Intervention de Bernard Cazeneuve

Réunion du 3 juillet 2014 à 21h45
Délimitation des régions et élections régionales et départementales — Discussion en procédure accélérée d'un projet de loi

Bernard Cazeneuve  :

Monsieur le président, mesdames, messieurs les sénateurs, je tiens d’abord à remercier l’ensemble des orateurs de tous les groupes, sans exception, qui ont apporté une contribution extrêmement utile et intéressante au débat sur ce projet de loi.

Je ne répondrai pas de façon exhaustive à chacun des intervenants, car, comme la discussion générale a duré près de cinq heures, vous pourriez, à juste titre, m’en tenir grief ! J’essaierai de reprendre quelques-unes des critiques les plus saillantes qui ont été exprimées et d’y répondre de façon brève.

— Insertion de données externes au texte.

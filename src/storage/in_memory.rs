//! In-memory array storage keyed by branch and period

use std::collections::{BTreeMap, BTreeSet};

use serde::Serialize;

use crate::arrays::Array;
use crate::periods::Period;

/// Memory footprint of a storage or holder
#[derive(Debug, Clone, Copy, Default, PartialEq, Serialize)]
pub struct MemoryUsage {
    pub nb_arrays: usize,
    pub total_nb_bytes: usize,
    /// Bytes per cell of the first stored array, 0 when empty
    pub cell_size: usize,
}

#[derive(Debug, Clone, Default)]
pub struct InMemoryStorage {
    is_eternal: bool,
    arrays: BTreeMap<(String, Period), Array>,
}

impl InMemoryStorage {
    pub fn new(is_eternal: bool) -> Self {
        Self {
            is_eternal,
            arrays: BTreeMap::new(),
        }
    }

    fn key_period(&self, period: Period) -> Period {
        if self.is_eternal {
            Period::eternity()
        } else {
            period
        }
    }

    pub fn get(&self, period: Period, branch: &str) -> Option<&Array> {
        let period = self.key_period(period);
        self.arrays.get(&(branch.to_string(), period))
    }

    pub fn put(&mut self, array: Array, period: Period, branch: &str) {
        let period = self.key_period(period);
        self.arrays.insert((branch.to_string(), period), array);
    }

    /// Remove every entry whose period lies within `period`, in all branches
    ///
    /// With no period, the storage is cleared.
    pub fn delete(&mut self, period: Option<Period>) {
        match period {
            None => self.arrays.clear(),
            Some(period) => {
                let period = self.key_period(period);
                self.arrays.retain(|(_, stored), _| !period.contains(stored));
            }
        }
    }

    pub fn get_known_periods(&self) -> Vec<Period> {
        let periods: BTreeSet<Period> = self.arrays.keys().map(|(_, p)| *p).collect();
        periods.into_iter().collect()
    }

    pub fn get_known_branch_periods(&self) -> Vec<(String, Period)> {
        self.arrays.keys().cloned().collect()
    }

    pub fn len(&self) -> usize {
        self.arrays.len()
    }

    pub fn is_empty(&self) -> bool {
        self.arrays.is_empty()
    }

    pub fn get_memory_usage(&self) -> MemoryUsage {
        let Some(first) = self.arrays.values().next() else {
            return MemoryUsage::default();
        };
        MemoryUsage {
            nb_arrays: self.arrays.len(),
            total_nb_bytes: self.arrays.values().map(Array::nbytes).sum(),
            cell_size: if first.is_empty() { 0 } else { first.nbytes() / first.len() },
        }
    }
}

#[cfg(test)]
mod tests {
    use super::*;
    use crate::periods::period;

    fn p(s: &str) -> Period {
        period(s).unwrap()
    }

    #[test]
    fn test_exact_key_lookup() {
        let mut storage = InMemoryStorage::new(false);
        storage.put(Array::Float(vec![1.0]), p("2018-04"), "default");
        assert_eq!(storage.get(p("2018-04"), "default"), Some(&Array::Float(vec![1.0])));
        assert!(storage.get(p("2018"), "default").is_none());
        assert!(storage.get(p("2018-04"), "reform").is_none());
    }

    #[test]
    fn test_delete_by_containment_across_branches() {
        let mut storage = InMemoryStorage::new(false);
        storage.put(Array::Float(vec![1.0]), p("2018-04"), "default");
        storage.put(Array::Float(vec![2.0]), p("2018-05"), "reform");
        storage.put(Array::Float(vec![3.0]), p("2019-01"), "default");
        storage.delete(Some(p("2018")));
        assert_eq!(storage.get_known_periods(), vec![p("2019-01")]);
        storage.delete(None);
        assert!(storage.is_empty());
    }

    #[test]
    fn test_eternal_storage_collapses_periods() {
        let mut storage = InMemoryStorage::new(true);
        storage.put(Array::Int(vec![42]), p("2018-04"), "default");
        assert_eq!(storage.get(p("2030"), "default"), Some(&Array::Int(vec![42])));
        assert_eq!(storage.get_known_periods(), vec![Period::eternity()]);
    }

    #[test]
    fn test_memory_usage() {
        let mut storage = InMemoryStorage::new(false);
        assert_eq!(storage.get_memory_usage().nb_arrays, 0);
        storage.put(Array::Float(vec![1.0, 2.0]), p("2018"), "default");
        storage.put(Array::Float(vec![1.0, 2.0]), p("2019"), "default");
        let usage = storage.get_memory_usage();
        assert_eq!(usage.nb_arrays, 2);
        assert_eq!(usage.total_nb_bytes, 32);
        assert_eq!(usage.cell_size, 8);
    }
}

La première impression que suscite l’écoute des différents orateurs lorsqu’on est au banc du Gouvernement pour porter ce texte, c'est qu’une partie des sénateurs ici présents seront bientôt renouvelés. Certains d’entre vous, siégeant notamment sur les travées de l’opposition, se sont davantage adressés à ce qu’ils imaginent être la majorité de demain pour la séduire qu’au Gouvernement pour critiquer son texte.

Deux discours, en particulier, ont été tout à fait emblématiques de cette volonté de s’inscrire dans une perspective qui est non pas celle d’aujourd'hui, mais celle d’après les élections sénatoriales. Le Parlement a de tout temps fonctionné ainsi, cédant à la tentation de s’abandonner aux charmes de la « politique ». Ce débat a fourni une nouvelle illustration du phénomène.

Je le regrette vivement, car, au vu de la situation de notre pays depuis dix ans, on pourrait tout de même se dire les choses sans agressivité ou volonté de polémiquer. Le Front national a souvent été évoqué, mais le gouvernement actuel n’est pas le seul responsable, s’il devait avoir quelque responsabilité que ce soit à cet égard, de la montée de ce parti. Depuis dix ans, il y a eu d’autres gouvernements, qui n’ont pas tout réussi et qui et, par conséquent, pourraient partager la responsabilité du score du Front national.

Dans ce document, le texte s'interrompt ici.